[Sumber gambar : Pixiz]
Judul :
Bilangan Fu
Penulis :
Ayu Utami
Penerbit :
Kepustakaan Populer Gramedia
Tebal :
572 halaman
Cetakan :
Kedua, Oktober 2018
ISBN :
978-602-424-397-5
Setelah mendulang sukses dalam debut karyanya berjudul
“Saman”—yang merupakan pemenang Sayembara Roman DKJ 1998—Ayu Utami kembali
melahirkan sebuah karya tidak kalah menarik.
Di mana novel ini merupakan peraih “Khatulistiwa
Literary Award 2008” . Dan di tahun
yang sama novel ini juga mendapat penghargaan Majelis Sastra Asia Tenggara
(Mastera). Mengambil tema dasar tentang
kisah roman pemanjat tebing yang dipadukan dengan tema spiritualisme kritis,
kisah yang ditawarkan penulis ini cukup
menarik untuk dibaca.
Sandi Yuda adalah seorang pemanjat tebing. Baginya menjadi pemanjat tebing adalah sebuah dorongan yang
menunjukkan bahwa dia adalah seorang
yang unggul—lelaki yang tidak menyerah pada kegenitan, kecemasan, ketakutan ataupun
bujuk-manja kemewahan kota. Lelaki yang
kuat dan merdeka. Bersama teman-temannya
dia mendaki petebingan di desa Sewugunung
dekat lereng watugunung. Agar pendakiannya berhasil, maka dia harus bisa
membuka jalur pendakian dengan memaku
dan mengebor batu-batuan di tebing dengan penuh kehati-hatian. Dia memiliki
kebiasaan bertaruh dengan hal-hal yang tidak biasa.
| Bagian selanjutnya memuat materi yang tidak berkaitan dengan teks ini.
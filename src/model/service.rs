use crate::error::ModelError;
use crate::model::client::{ModelRequest, VisionModel};
use std::future::Future;
use std::pin::Pin;
use std::sync::Arc;
use std::task::{Context, Poll};
use tower::Service;

/// Adapts a [`VisionModel`] into a `tower::Service` so timeouts and
/// concurrency limits can be layered around every call.
#[derive(Clone)]
pub struct ModelService {
    inner: Arc<dyn VisionModel>,
}

impl ModelService {
    pub fn new(inner: Arc<dyn VisionModel>) -> Self {
        Self { inner }
    }
}

impl Service<ModelRequest> for ModelService {
    type Response = String;
    type Error = ModelError;
    type Future = Pin<Box<dyn Future<Output = Result<Self::Response, Self::Error>> + Send>>;

    fn poll_ready(&mut self, _cx: &mut Context<'_>) -> Poll<Result<(), Self::Error>> {
        Poll::Ready(Ok(()))
    }

    fn call(&mut self, request: ModelRequest) -> Self::Future {
        let inner = self.inner.clone();
        Box::pin(async move { inner.complete(request).await })
    }
}
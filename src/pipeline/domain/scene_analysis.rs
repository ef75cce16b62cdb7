use crate::model::StructuredOutput;
use serde::{Deserialize, Serialize};
use serde_json::{Value, json};

/// Evidence extracted from the image by the vision call.
///
/// Decoded in one piece from the model output, so a context either holds a
/// complete analysis or none at all.
#[derive(Debug, Clone, PartialEq, Serialize, Deserialize)]
#[serde(deny_unknown_fields)]
pub struct SceneAnalysis {
    pub description: String,
    pub objects_detected: Vec<String>,
    pub environment_type: String,
    pub is_indoor_household: bool,
    pub lighting_conditions: String,
    pub image_quality: String,
    pub potential_issues: Vec<String>,
    pub legitimacy_assessment: String,
}

impl StructuredOutput for SceneAnalysis {
    const SCHEMA_NAME: &'static str = "scene_analysis";

    fn json_schema() -> Value {
        json!({
            "type": "object",
            "additionalProperties": false,
            "required": [
                "description",
                "objects_detected",
                "environment_type",
                "is_indoor_household",
                "lighting_conditions",
                "image_quality",
                "potential_issues",
                "legitimacy_assessment"
            ],
            "properties": {
                "description": {
                    "type": "string",
                    "description": "Detailed description of what's visible in the image"
                },
                "objects_detected": {
                    "type": "array",
                    "items": { "type": "string" },
                    "description": "Main objects, features, or elements detected in the image"
                },
                "environment_type": {
                    "type": "string",
                    "description": "Type of environment (urban, rural, indoor, outdoor, etc.)"
                },
                "is_indoor_household": {
                    "type": "boolean",
                    "description": "True for indoor/household garbage or personal living spaces, false for outdoor/public areas"
                },
                "lighting_conditions": {
                    "type": "string",
                    "description": "Lighting conditions (bright, dim, natural, artificial, etc.)"
                },
                "image_quality": {
                    "type": "string",
                    "description": "Assessment of image quality (clear, blurry, high-resolution, etc.)"
                },
                "potential_issues": {
                    "type": "array",
                    "items": { "type": "string" },
                    "description": "Environmental or infrastructure issues visible"
                },
                "legitimacy_assessment": {
                    "type": "string",
                    "description": "Whether this is a legitimate public environmental/infrastructure concern or household/personal waste"
                }
            }
        })
    }

    fn validate(&self) -> Result<(), String> {
        if self.description.trim().is_empty() {
            return Err("description must not be empty".to_string());
        }
        Ok(())
    }
}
Ada pula Parang jati, seorang mahasiswa geologi yang
juga suka memanjat tebing. Dan kebetulan dia tinggal di desa Sewugunung.
Berbeda dengan Yuda yang memanjat dengan mengebor tebing, maka tidak dengan
Parang Jati. Menurutnya dalam memanjat tebing, kita tidak boleh menyakiti
bebatuan tebing dengan memaku dan mengebor. Karena itu akan merusak keindahan alam itu sendiri. Parang Jati
khawatir kebiasaan memanjat dengan cara itu lama kelamaan akan merusak dan
bahkan memusnahkan bukit itu sebagaimana yang terjadi pada bukit citatah. Namun
meski berbeda cara, mereka yang bertemu secara tidak sengaja malah mencari
teman.
Marja adalah kekasih Yuda. Mereka memiliki hubungan
unik namun saling memahami dan pengertian.
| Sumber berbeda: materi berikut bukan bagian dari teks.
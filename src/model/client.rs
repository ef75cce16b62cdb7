use crate::error::ModelError;
use crate::model::structured::StructuredOutput;
use async_trait::async_trait;
use serde_json::Value;
use std::sync::Arc;

/// One schema-constrained invocation: a prompt, an optional image and the
/// JSON schema the reply must follow.
#[derive(Debug, Clone)]
pub struct ModelRequest {
    pub schema_name: &'static str,
    pub schema: Value,
    pub prompt: String,
    pub image_base64: Option<Arc<str>>,
    pub temperature: f64,
}

impl ModelRequest {
    pub fn for_output<T: StructuredOutput>(prompt: impl Into<String>, temperature: f64) -> Self {
        Self {
            schema_name: T::SCHEMA_NAME,
            schema: T::json_schema(),
            prompt: prompt.into(),
            image_base64: None,
            temperature,
        }
    }

    pub fn with_image(mut self, image_base64: Arc<str>) -> Self {
        self.image_base64 = Some(image_base64);
        self
    }

    pub fn has_image(&self) -> bool {
        self.image_base64.is_some()
    }
}

/// An external vision-capable language model.
///
/// Implementations return the raw text of the reply; decoding against the
/// schema happens in [`crate::model::StructuredModel`].
#[async_trait]
pub trait VisionModel: Send + Sync {
    async fn complete(&self, request: ModelRequest) -> Result<String, ModelError>;
    fn name(&self) -> &str;
}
Hal itulah yang membuat hubungan mereka awet. Namun bagaimana ketika
tiba-tiba Parang Jati hadir di antara mereka? Selain membahas tentang
percintaan dua pemanjat tebing, novel ini juga mengulik perihal masalah
keagamaan di tanah air secara menarik
dan menggelitik. Kemudian ada pula kritik
terhadap masalah masalah gerakan militer yang ada di pemerintahan.
Hemat saya secara garis besar melalui buku ini, Ayu
Utami mencoba mengkritisi berbagai permasalahan yang ada di masa orde baru. Seperti
sikap intoleran yang dan cara beragama yang terkesan formalitas—maksudnya agama
yang dianut warga mengikuti apa yang diikuti oleh orang-orang kebanyakan atau
orang-orang yang memiliki kuasa.
Hanya saja dari segi bercerita dan gaya bahasa, buku
ini cukup sulit untuk dicerna. Kita harus membaca beberapa kali agar memahami
esensi yang disampaikan penulis. Karena dari segi cerita selain roman antara
Yuda, Parang Jati dan Marja, novel ini lebih banyak memunculkan fragmen-fragmen yang
berhubungan dengan masalah mitos, adat dan budaya yang cukup detail ulasannya, di banding kisah
itu sendiri. Semisalnya masalah kisah
Nyi Rorokidul dan atau pewayangan yang menggambarkan sosok Drupadi.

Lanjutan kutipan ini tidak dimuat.